Bryan did say some information – ongoing criminal investigations, personnel matters and data relating to children – must be kept from public view. He also acknowledge that there needs to be a uniformity across agencies when it comes to information that can be withheld or must be disclosed.

“What we’re looking at now is a transparency policy, because there’s a law but there’s no real document that guides what can be exposed or shared, and how,” he said.

Hurricane Recovery
Bryan also reported that his administration’s pursuit of $300 million through a pilot program to do permanent home construction has been denied. In a February testimony to the U.S. Senate Committee on Energy and Natural Resources, Bryan told senators that the territory has applied with FEMA to participate in a pilot version of Section 1211, a disaster recovery reform provision of the Disaster Recovery Reform Act. The provision, pursuant to Section 408 of the Stafford Act, allows states or territories to administer their own permanent housing construction program for owner-occupied residences.

“We are not giving up,” Bryan said on Saturday. “We’ll continue to pursue this pile of money because some people don’t have the insurance, and the cost of construction has gone through the roof and they still cannot rebuild their homes.”

Bryan stressed that the territory has a small window to make sure federal recovery dollars benefit the territory long after the money has dried up.

“This is a once-in-a-centennial opportunity for the Virgin Islands to rebuild, and rebuild in a way that will not only make our children want to stay here but will want to make other people and other communities comes here to start their lives,” he said.

Bryan also shared that his administration is appealing to Housing and Urban Development and other agencies for a more uniform process when it comes to the availability and accessibility of federal recovery money.

“We asked them to reevaluate their process and to speak to other departments because the Virgin Islands borrowed $200 million in community disaster loans that the Federal Emergency Management Agency made us tie every penny we were going to make now and in the future to, and yet HUD gave us $1.8 billion dollars and didn’t ask for anything in return,” he said.

“The government’s policy on recovery has to be uniform,” Bryan added.

As for spurring the economy, Bryan said his administration engaged developers at last week’s SeaTrade Conference about building new hotels in the territory. He also repeated one of his campaign proposals: building a national registry for cannabis and cannabis products in the Virgin Islands, housed in the Research and Technology Park on St.
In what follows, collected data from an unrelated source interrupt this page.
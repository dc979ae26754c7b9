use std::fs;
use std::path::PathBuf;
use std::process::{Command, Output};

use serde_json::Value;

fn fixture(name: &str) -> PathBuf {
    PathBuf::from(env!("CARGO_MANIFEST_DIR")).join("fixtures").join(name)
}

fn qf_sim(args: &[&str]) -> Output {
    Command::new(env!("CARGO_BIN_EXE_qf-sim"))
        .args(args)
        .env("RUST_LOG", "warn")
        .output()
        .expect("spawn qf-sim")
}

fn stdout_json(output: &Output) -> Value {
    serde_json::from_slice(&output.stdout).expect("json on stdout")
}

#[test]
fn validate_accepts_the_demo_library() {
    let library = fixture("factions.json");
    let output = qf_sim(&["validate", "--factions", library.to_str().expect("utf8")]);
    assert!(output.status.success());
    let report = stdout_json(&output);
    assert_eq!(report["valid"], Value::Bool(true));
    assert_eq!(report["factions"], 4);
}

#[test]
fn validate_exits_nonzero_on_open_signatures() {
    let dir = tempfile::tempdir().expect("tempdir");
    let path = dir.path().join("broken.json");
    fs::write(
        &path,
        r#"[{"name": "Loose", "ring": "outer", "signature": ["A", "B", "C"],
             "hamiltonian": {"A": {"Nowhere": 1.0}}}]"#,
    )
    .expect("write");
    let output = qf_sim(&["validate", "--factions", path.to_str().expect("utf8")]);
    assert_eq!(output.status.code(), Some(1));
    let report = stdout_json(&output);
    assert_eq!(report["violations"].as_array().expect("violations").len(), 1);
}

#[test]
fn compose_reports_contested_symbols_for_a_preset() {
    let library = fixture("factions.json");
    let output = qf_sim(&[
        "compose",
        "--factions",
        library.to_str().expect("utf8"),
        "--preset",
        "market",
    ]);
    assert!(output.status.success());
    let report = stdout_json(&output);
    assert_eq!(report["hash"].as_str().expect("hash").len(), 64);
    let coin = report["affiliation"]
        .as_array()
        .expect("affiliation")
        .iter()
        .find(|entry| entry["symbol"] == "Coin")
        .expect("coin");
    assert_eq!(coin["affiliation"], "contested");
}

#[test]
fn run_is_reproducible_for_a_seed() {
    let config = fixture("run.yaml");
    let args = ["run", "--config", config.to_str().expect("utf8")];
    let first = qf_sim(&args);
    let second = qf_sim(&args);
    assert!(first.status.success(), "{}", String::from_utf8_lossy(&first.stderr));
    assert_eq!(first.stdout, second.stdout);

    let report = stdout_json(&first);
    assert_eq!(report["ticks"], 25);
    let outcomes = report["outcomes"].as_object().expect("outcomes");
    assert_eq!(outcomes.len(), 3);
    let purity = report["purity"].as_f64().expect("purity");
    assert!(purity > 0.0 && purity <= 1.0 + 1e-9);
    let bloch = report["bloch"].as_object().expect("bloch");
    assert_eq!(bloch.len(), 3);
    for vector in bloch.values() {
        // every axis was measured, so each sits on a pole
        assert!((vector["z"].as_f64().expect("z").abs() - 1.0).abs() < 1e-6);
    }
}

#[test]
fn merge_dry_run_leaves_the_library_untouched() {
    let dir = tempfile::tempdir().expect("tempdir");
    let existing = dir.path().join("library.json");
    fs::copy(fixture("factions.json"), &existing).expect("copy");
    let before = fs::read(&existing).expect("read");
    let incoming = dir.path().join("incoming.json");
    fs::write(
        &incoming,
        r#"[{"name": "Tide Wardens", "ring": "third", "signature": ["Grain", "Famine", "Omen"]},
            {"name": "Salt Traders", "ring": "outer", "signature": ["Salt", "Coin", "Debt"]}]"#,
    )
    .expect("write");

    let output = qf_sim(&[
        "merge",
        "--existing",
        existing.to_str().expect("utf8"),
        "--incoming",
        incoming.to_str().expect("utf8"),
        "--source",
        "patch-7",
        "--dry-run",
    ]);

    assert!(output.status.success());
    let report = stdout_json(&output);
    assert_eq!(report["factions"], 5);
    assert_eq!(report["changes"]["Tide Wardens"]["change"], "updated");
    assert_eq!(report["changes"]["Salt Traders"]["change"], "added");
    assert_eq!(report["changes"]["Salt Traders"]["source"], "patch-7");
    assert_eq!(fs::read(&existing).expect("read"), before);
}
use qf_core::QfError;
use sha2::{Digest, Sha256};

use crate::descriptor::FactionDescriptor;
use crate::library::FactionLibrary;

/// SHA-256 of a descriptor's compact JSON form, hex encoded.
///
/// Every map in a descriptor is ordered, so equal descriptors hash equally
/// regardless of how they were built.
pub fn canonical_descriptor_hash(descriptor: &FactionDescriptor) -> Result<String, QfError> {
    let bytes = serde_json::to_vec(descriptor)
        .map_err(|err| QfError::serde("json-serialize", err.to_string()))?;
    Ok(hex::encode(Sha256::digest(&bytes)))
}

/// Hash over every descriptor of a library, in library order.
pub fn canonical_library_hash(library: &FactionLibrary) -> Result<String, QfError> {
    let mut hasher = Sha256::new();
    hasher.update((library.factions.len() as u64).to_le_bytes());
    for faction in &library.factions {
        hasher.update(canonical_descriptor_hash(faction)?.as_bytes());
    }
    Ok(hex::encode(hasher.finalize()))
}
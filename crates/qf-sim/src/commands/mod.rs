pub mod compose;
pub mod merge;
pub mod run;
pub mod validate;

use std::error::Error;
use std::path::Path;

use qf_faction::{load_library, FactionLibrary, FactionRegistry};

pub(crate) fn load_registry(path: &Path) -> Result<(FactionLibrary, FactionRegistry), Box<dyn Error>> {
    let library = load_library(path)?;
    let registry = FactionRegistry::from_library(&library)?;
    Ok((library, registry))
}
use std::collections::BTreeMap;
use std::fs;
use std::path::{Path, PathBuf};

use qf_core::{ErrorInfo, Pole, QfError, Symbol};
use qf_register::RegisterMap;
use serde::{Deserialize, Serialize};

fn config_error(code: &str, message: &str) -> ErrorInfo {
    ErrorInfo::new(code, message)
}

/// One labelled axis of an instance register.
#[derive(Debug, Clone, PartialEq, Eq, Serialize, Deserialize)]
pub struct AxisConfig {
    /// Axis index; defaults to the entry's position in the list.
    #[serde(default, skip_serializing_if = "Option::is_none")]
    pub index: Option<usize>,
    /// Symbol on the north pole.
    pub north: Symbol,
    /// Symbol on the south pole.
    pub south: Symbol,
}

/// YAML- or JSON-configurable description of one simulated instance.
#[derive(Debug, Clone, PartialEq, Serialize, Deserialize)]
pub struct InstanceConfig {
    /// Preset whose factions are active; takes precedence over `factions`.
    #[serde(default, skip_serializing_if = "Option::is_none")]
    pub preset: Option<String>,
    /// Active faction names when no preset is given. Empty means all.
    #[serde(default)]
    pub factions: Vec<String>,
    /// Axis assignments.
    #[serde(default)]
    pub axes: Vec<AxisConfig>,
    /// Pole every axis is prepared in.
    #[serde(default = "default_initial_pole")]
    pub initial_pole: Pole,
    /// Largest Euler substep taken by a tick.
    #[serde(default = "default_max_dt")]
    pub max_dt: f64,
    /// Dephasing applied to every axis before icon contributions.
    #[serde(default)]
    pub base_dephasing: f64,
    /// Populations of symbols outside the register, for gates and
    /// alignment.
    #[serde(default)]
    pub observables: BTreeMap<Symbol, f64>,
    /// Master seed of the measurement RNG.
    #[serde(default)]
    pub seed: u64,
    /// Substream of `seed` this instance draws from, so instances sharing a
    /// master seed stay independent.
    #[serde(default)]
    pub substream: u64,
}

fn default_initial_pole() -> Pole {
    Pole::South
}

fn default_max_dt() -> f64 {
    0.05
}

impl Default for InstanceConfig {
    fn default() -> Self {
        Self {
            preset: None,
            factions: Vec::new(),
            axes: Vec::new(),
            initial_pole: default_initial_pole(),
            max_dt: default_max_dt(),
            base_dephasing: 0.0,
            observables: BTreeMap::new(),
            seed: 0,
            substream: 0,
        }
    }
}

impl InstanceConfig {
    /// Parses a YAML document.
    pub fn from_yaml_str(contents: &str) -> Result<Self, QfError> {
        let config: Self = serde_yaml::from_str(contents).map_err(|err| {
            QfError::Config(config_error("yaml-deserialize", "invalid instance config").with_context("error", err))
        })?;
        config.validate()?;
        Ok(config)
    }

    /// Parses a JSON document.
    pub fn from_json_str(contents: &str) -> Result<Self, QfError> {
        let config: Self = serde_json::from_str(contents).map_err(|err| {
            QfError::Config(config_error("json-deserialize", "invalid instance config").with_context("error", err))
        })?;
        config.validate()?;
        Ok(config)
    }

    /// Loads a config file; `.json` files are JSON, anything else YAML.
    pub fn load(path: impl AsRef<Path>) -> Result<Self, QfError> {
        let path = path.as_ref();
        let contents = read_config(path)?;
        if is_json(path) {
            Self::from_json_str(&contents)
        } else {
            Self::from_yaml_str(&contents)
        }
    }

    /// Checks numeric bounds and that the axes form a valid register.
    pub fn validate(&self) -> Result<(), QfError> {
        if !(self.max_dt > 0.0 && self.max_dt.is_finite()) {
            return Err(QfError::Config(
                config_error("invalid-max-dt", "max_dt must be positive and finite")
                    .with_context("max_dt", self.max_dt),
            ));
        }
        if !(self.base_dephasing >= 0.0) {
            return Err(QfError::Config(
                config_error("invalid-dephasing", "base_dephasing must be non-negative")
                    .with_context("base_dephasing", self.base_dephasing),
            ));
        }
        if let Some((symbol, population)) = self
            .observables
            .iter()
            .find(|(_, population)| !(0.0..=1.0).contains(*population))
        {
            return Err(QfError::Config(
                config_error("invalid-observable", "observable populations must lie in [0, 1]")
                    .with_context("symbol", symbol)
                    .with_context("population", population),
            ));
        }
        self.register_map().map(|_| ())
    }

    /// Register map described by `axes`.
    pub fn register_map(&self) -> Result<RegisterMap, QfError> {
        if self.axes.is_empty() {
            return Err(QfError::Config(
                config_error("axes-empty", "instance needs at least one axis")
                    .with_hint("add an `axes` list of north/south pairs"),
            ));
        }
        let mut map = RegisterMap::new();
        for (position, axis) in self.axes.iter().enumerate() {
            let index = axis.index.unwrap_or(position);
            map.register_axis(index, axis.north.clone(), axis.south.clone())?;
        }
        Ok(map)
    }
}

/// A scripted run of one instance, as driven by the command line.
#[derive(Debug, Clone, PartialEq, Serialize, Deserialize)]
pub struct RunConfig {
    /// Faction library, relative to the run file.
    #[serde(default, skip_serializing_if = "Option::is_none")]
    pub factions: Option<PathBuf>,
    /// Instance description.
    pub instance: InstanceConfig,
    /// Ticks to execute.
    #[serde(default = "default_ticks")]
    pub ticks: usize,
    /// Time advanced per tick.
    #[serde(default = "default_dt")]
    pub dt: f64,
    /// Axis pairs entangled before the first tick.
    #[serde(default)]
    pub entangle: Vec<(usize, usize)>,
    /// Axes measured after the last tick.
    #[serde(default)]
    pub measure: Vec<usize>,
}

fn default_ticks() -> usize {
    10
}

fn default_dt() -> f64 {
    0.1
}

impl Default for RunConfig {
    fn default() -> Self {
        Self {
            factions: None,
            instance: InstanceConfig::default(),
            ticks: default_ticks(),
            dt: default_dt(),
            entangle: Vec::new(),
            measure: Vec::new(),
        }
    }
}

impl RunConfig {
    /// Parses a YAML document.
    pub fn from_yaml_str(contents: &str) -> Result<Self, QfError> {
        let config: Self = serde_yaml::from_str(contents).map_err(|err| {
            QfError::Config(config_error("yaml-deserialize", "invalid run config").with_context("error", err))
        })?;
        config.validate()?;
        Ok(config)
    }

    /// Loads a run file; `.json` files are JSON, anything else YAML.
    pub fn load(path: impl AsRef<Path>) -> Result<Self, QfError> {
        let path = path.as_ref();
        let contents = read_config(path)?;
        if is_json(path) {
            let config: Self = serde_json::from_str(&contents).map_err(|err| {
                QfError::Config(config_error("json-deserialize", "invalid run config").with_context("error", err))
            })?;
            config.validate()?;
            Ok(config)
        } else {
            Self::from_yaml_str(&contents)
        }
    }

    /// Checks the schedule and the embedded instance.
    pub fn validate(&self) -> Result<(), QfError> {
        if !(self.dt > 0.0 && self.dt.is_finite()) {
            return Err(QfError::Config(
                config_error("invalid-timestep", "dt must be positive and finite").with_context("dt", self.dt),
            ));
        }
        self.instance.validate()
    }
}

fn read_config(path: &Path) -> Result<String, QfError> {
    fs::read_to_string(path).map_err(|err| {
        QfError::Config(
            config_error("io-read", "failed to read config file")
                .with_context("path", path.display())
                .with_context("error", err),
        )
    })
}

fn is_json(path: &Path) -> bool {
    path.extension().and_then(|ext| ext.to_str()) == Some("json")
}
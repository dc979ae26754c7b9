#![deny(missing_docs)]
#![doc = "Icons: the merged coupling record of every faction touching a symbol, and the \
composer that folds descriptors into them."]

/// Icon composition over a faction subset.
pub mod compose;
/// Icon data model and affiliation classes.
pub mod icon;

pub use compose::{IconComposer, IconSet};
pub use icon::{Affiliation, Icon, SourcedBellFeature};
//! Structured error types shared across the engine crates.

use std::collections::BTreeMap;
use std::fmt::{self, Display};

use serde::{Deserialize, Serialize};
use thiserror::Error;

/// Structured payload attached to every [`QfError`] variant.
#[derive(Debug, Clone, PartialEq, Eq, Serialize, Deserialize)]
pub struct ErrorInfo {
    /// Stable machine readable error code.
    pub code: String,
    /// Human readable diagnostic message.
    pub message: String,
    /// Contextual key value pairs (symbols, axis indices, sizes, ...).
    #[serde(default)]
    pub context: BTreeMap<String, String>,
    /// Optional hint that may help the caller resolve the issue.
    #[serde(skip_serializing_if = "Option::is_none")]
    pub hint: Option<String>,
}

impl ErrorInfo {
    /// Creates a new error payload with the provided code and message.
    pub fn new(code: impl Into<String>, message: impl Into<String>) -> Self {
        Self {
            code: code.into(),
            message: message.into(),
            context: BTreeMap::new(),
            hint: None,
        }
    }

    /// Adds a context entry to the payload.
    pub fn with_context(mut self, key: impl Into<String>, value: impl ToString) -> Self {
        self.context.insert(key.into(), value.to_string());
        self
    }

    /// Sets a human readable hint for remediation.
    pub fn with_hint(mut self, hint: impl Into<String>) -> Self {
        self.hint = Some(hint.into());
        self
    }
}

impl Display for ErrorInfo {
    fn fmt(&self, f: &mut fmt::Formatter<'_>) -> fmt::Result {
        write!(f, "{} (code: {})", self.message, self.code)?;
        if !self.context.is_empty() {
            let rendered: Vec<String> = self
                .context
                .iter()
                .map(|(key, value)| format!("{key}={value}"))
                .collect();
            write!(f, " | context: [{}]", rendered.join(", "))?;
        }
        if let Some(hint) = &self.hint {
            write!(f, " | hint: {hint}")?;
        }
        Ok(())
    }
}

/// Canonical error type for the quantum faction engine.
#[derive(Debug, Clone, PartialEq, Eq, Serialize, Deserialize, Error)]
#[serde(tag = "family", content = "detail")]
pub enum QfError {
    /// Faction descriptor, registry and library errors.
    #[error("faction error: {0}")]
    Faction(ErrorInfo),
    /// Register map and operator construction errors.
    #[error("register error: {0}")]
    Register(ErrorInfo),
    /// State engine errors (refused gates, measured axes, bad time steps).
    #[error("engine error: {0}")]
    Engine(ErrorInfo),
    /// Configuration errors.
    #[error("config error: {0}")]
    Config(ErrorInfo),
    /// Serialization errors.
    #[error("serde error: {0}")]
    Serde(ErrorInfo),
}

impl QfError {
    /// Returns a reference to the payload describing the error.
    pub fn info(&self) -> &ErrorInfo {
        match self {
            QfError::Faction(info)
            | QfError::Register(info)
            | QfError::Engine(info)
            | QfError::Config(info)
            | QfError::Serde(info) => info,
        }
    }

    /// Shorthand for the stable error code.
    pub fn code(&self) -> &str {
        &self.info().code
    }

    /// Builds a [`QfError::Engine`] error.
    pub fn engine(code: &str, message: impl Into<String>) -> Self {
        QfError::Engine(ErrorInfo::new(code, message))
    }

    /// Builds a [`QfError::Register`] error.
    pub fn register(code: &str, message: impl Into<String>) -> Self {
        QfError::Register(ErrorInfo::new(code, message))
    }

    /// Builds a [`QfError::Faction`] error.
    pub fn faction(code: &str, message: impl Into<String>) -> Self {
        QfError::Faction(ErrorInfo::new(code, message))
    }

    /// Builds a [`QfError::Serde`] error.
    pub fn serde(code: &str, message: impl Into<String>) -> Self {
        QfError::Serde(ErrorInfo::new(code, message))
    }

    /// Builds a [`QfError::Config`] error.
    pub fn config(code: &str, message: impl Into<String>) -> Self {
        QfError::Config(ErrorInfo::new(code, message))
    }
}
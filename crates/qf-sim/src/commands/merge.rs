use std::error::Error;
use std::path::PathBuf;

use clap::Args;
use qf_faction::{
    canonical_library_hash, load_library, merge_libraries, save_library, FactionDescriptor, FactionLibrary,
};
use serde_json::json;
use tracing::info;

use crate::emit_json;

#[derive(Args, Debug)]
pub struct MergeArgs {
    /// Library to merge into; created when missing.
    #[arg(long)]
    pub existing: PathBuf,
    /// Libraries whose factions are merged in, in order.
    #[arg(long, required = true, num_args = 1..)]
    pub incoming: Vec<PathBuf>,
    /// Label recorded against every change; defaults to the incoming file name.
    #[arg(long)]
    pub source: Option<String>,
    /// Report the changes without writing the library.
    #[arg(long)]
    pub dry_run: bool,
}

pub fn run(args: &MergeArgs) -> Result<(), Box<dyn Error>> {
    let mut library = if args.existing.exists() {
        load_library(&args.existing)?
    } else {
        FactionLibrary::default()
    };
    let mut changes = serde_json::Map::new();
    for path in &args.incoming {
        let incoming: Vec<FactionDescriptor> = load_library(path)?.factions;
        let source = args
            .source
            .clone()
            .unwrap_or_else(|| path.display().to_string());
        let (merged, log) = merge_libraries(&library, &incoming, &source);
        for (name, change) in log {
            changes.insert(name, serde_json::to_value(change)?);
        }
        library = merged;
    }

    if !args.dry_run {
        save_library(&library, &args.existing)?;
        info!(path = %args.existing.display(), factions = library.len(), "library written");
    }
    let hash = canonical_library_hash(&library)?;
    emit_json(
        None,
        &json!({
            "dry_run": args.dry_run,
            "factions": library.len(),
            "hash": hash,
            "changes": changes,
        }),
    )
}
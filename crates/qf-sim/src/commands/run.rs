use std::collections::BTreeMap;
use std::error::Error;
use std::path::{Path, PathBuf};

use clap::Args;
use qf_core::Pole;
use qf_engine::{BlochVector, InstanceSnapshot, QuantumInstance, RunConfig};
use qf_register::SkippedTerm;
use serde::Serialize;
use tracing::info;

use super::load_registry;
use crate::emit_json;

#[derive(Args, Debug)]
pub struct RunArgs {
    /// YAML (or `.json`) run configuration.
    #[arg(long)]
    pub config: PathBuf,
    /// Faction library; overrides `factions` in the run file.
    #[arg(long)]
    pub factions: Option<PathBuf>,
    /// Override the number of ticks.
    #[arg(long)]
    pub ticks: Option<usize>,
    /// Override the instance seed.
    #[arg(long)]
    pub seed: Option<u64>,
    /// Write the report here instead of stdout.
    #[arg(long)]
    pub out: Option<PathBuf>,
}

#[derive(Debug, Serialize)]
struct RunReport {
    ticks: usize,
    dt: f64,
    entangled: usize,
    #[serde(flatten)]
    snapshot: InstanceSnapshot,
    mutual_information: Vec<(usize, usize, f64)>,
    bloch: BTreeMap<usize, BlochVector>,
    outcomes: BTreeMap<usize, Pole>,
    skipped: Vec<SkippedTerm>,
}

pub fn run(args: &RunArgs) -> Result<(), Box<dyn Error>> {
    let mut run = RunConfig::load(&args.config)?;
    if let Some(ticks) = args.ticks {
        run.ticks = ticks;
    }
    if let Some(seed) = args.seed {
        run.instance.seed = seed;
    }
    let library_path = match &args.factions {
        Some(path) => path.clone(),
        None => run
            .factions
            .as_ref()
            .map(|path| resolve_relative(&args.config, path))
            .ok_or("no faction library: pass --factions or set `factions` in the run file")?,
    };
    let (_, registry) = load_registry(&library_path)?;

    let mut instance = QuantumInstance::from_registry(&registry, run.instance.clone())?;
    let entangled = instance.orchestrator_mut().batch_entangle(&run.entangle);
    instance.run(run.ticks, run.dt)?;

    let mut outcomes = BTreeMap::new();
    for &axis in &run.measure {
        if instance.state().is_measured(axis) {
            continue;
        }
        outcomes.extend(instance.orchestrator_mut().measure(axis));
    }
    info!(ticks = run.ticks, time = instance.time(), "run complete");

    let report = RunReport {
        ticks: run.ticks,
        dt: run.dt,
        entangled,
        snapshot: instance.snapshot(),
        mutual_information: instance.state().all_mutual_information(),
        bloch: instance.state().bloch_vectors(),
        outcomes,
        skipped: instance.last_report().skipped.clone(),
    };
    emit_json(args.out.as_deref(), &report)
}

fn resolve_relative(config: &Path, path: &Path) -> PathBuf {
    if path.is_absolute() {
        return path.to_path_buf();
    }
    config
        .parent()
        .map(|dir| dir.join(path))
        .unwrap_or_else(|| path.to_path_buf())
}
use nalgebra::DMatrix;
use qf_core::C64;
use serde::{Deserialize, Serialize};

/// Radius below which the polar angles are reported as zero.
const RADIUS_FLOOR: f64 = 1e-12;

/// Bloch-sphere coordinates of one axis, north pole at `z = +1`.
#[derive(Debug, Clone, Copy, PartialEq, Serialize, Deserialize)]
pub struct BlochVector {
    /// `2 Re ρ(north, south)`.
    pub x: f64,
    /// `-2 Im ρ(north, south)`.
    pub y: f64,
    /// `P(north) - P(south)`.
    pub z: f64,
    /// Length of `(x, y, z)`; `1` for a pure axis, `0` when fully mixed.
    pub r: f64,
    /// Polar angle from the north pole, in `[0, π]`.
    pub theta: f64,
    /// Azimuth in `(-π, π]`.
    pub phi: f64,
}

impl BlochVector {
    /// Reads the vector off a reduced single-axis operator (north first).
    pub(crate) fn from_reduced(rho: &DMatrix<C64>) -> Self {
        let coherence = rho[(0, 1)];
        let x = 2.0 * coherence.re;
        let y = -2.0 * coherence.im;
        let z = rho[(0, 0)].re - rho[(1, 1)].re;
        let r = (x * x + y * y + z * z).sqrt();
        let (theta, phi) = if r < RADIUS_FLOOR {
            (0.0, 0.0)
        } else {
            ((z / r).clamp(-1.0, 1.0).acos(), y.atan2(x))
        };
        Self { x, y, z, r, theta, phi }
    }

    /// Packed `[x, y, z, r, theta, phi]`.
    pub fn to_array(&self) -> [f64; 6] {
        [self.x, self.y, self.z, self.r, self.theta, self.phi]
    }
}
Croix.

Bryan also briefly spoke about the “dramatic increase” of domestic violence in the territory, saying his administration will work on meaningful conversations to address the issue, as well as the need to empower young Virgin Islands women.

“While the workplace rules have been definitive,” Bryan said, referring to the movement toward equal pay, “the social mores and the rules around male and female relationships have not been addressed.”

According to Bryan, the territory must give young women, especially young mothers, the resources to be successful, saying, “Matriarchs run this society.” He also stressed the need to promote family planning and giving women choices, saying that women raising children on their own “is a road paved to poverty.”

“Children are expensive,” Bryan said. “We have to make sure when women take on these responsibilities, it’s a decision for them, not a decision for gentleman or whoever comes along the way.”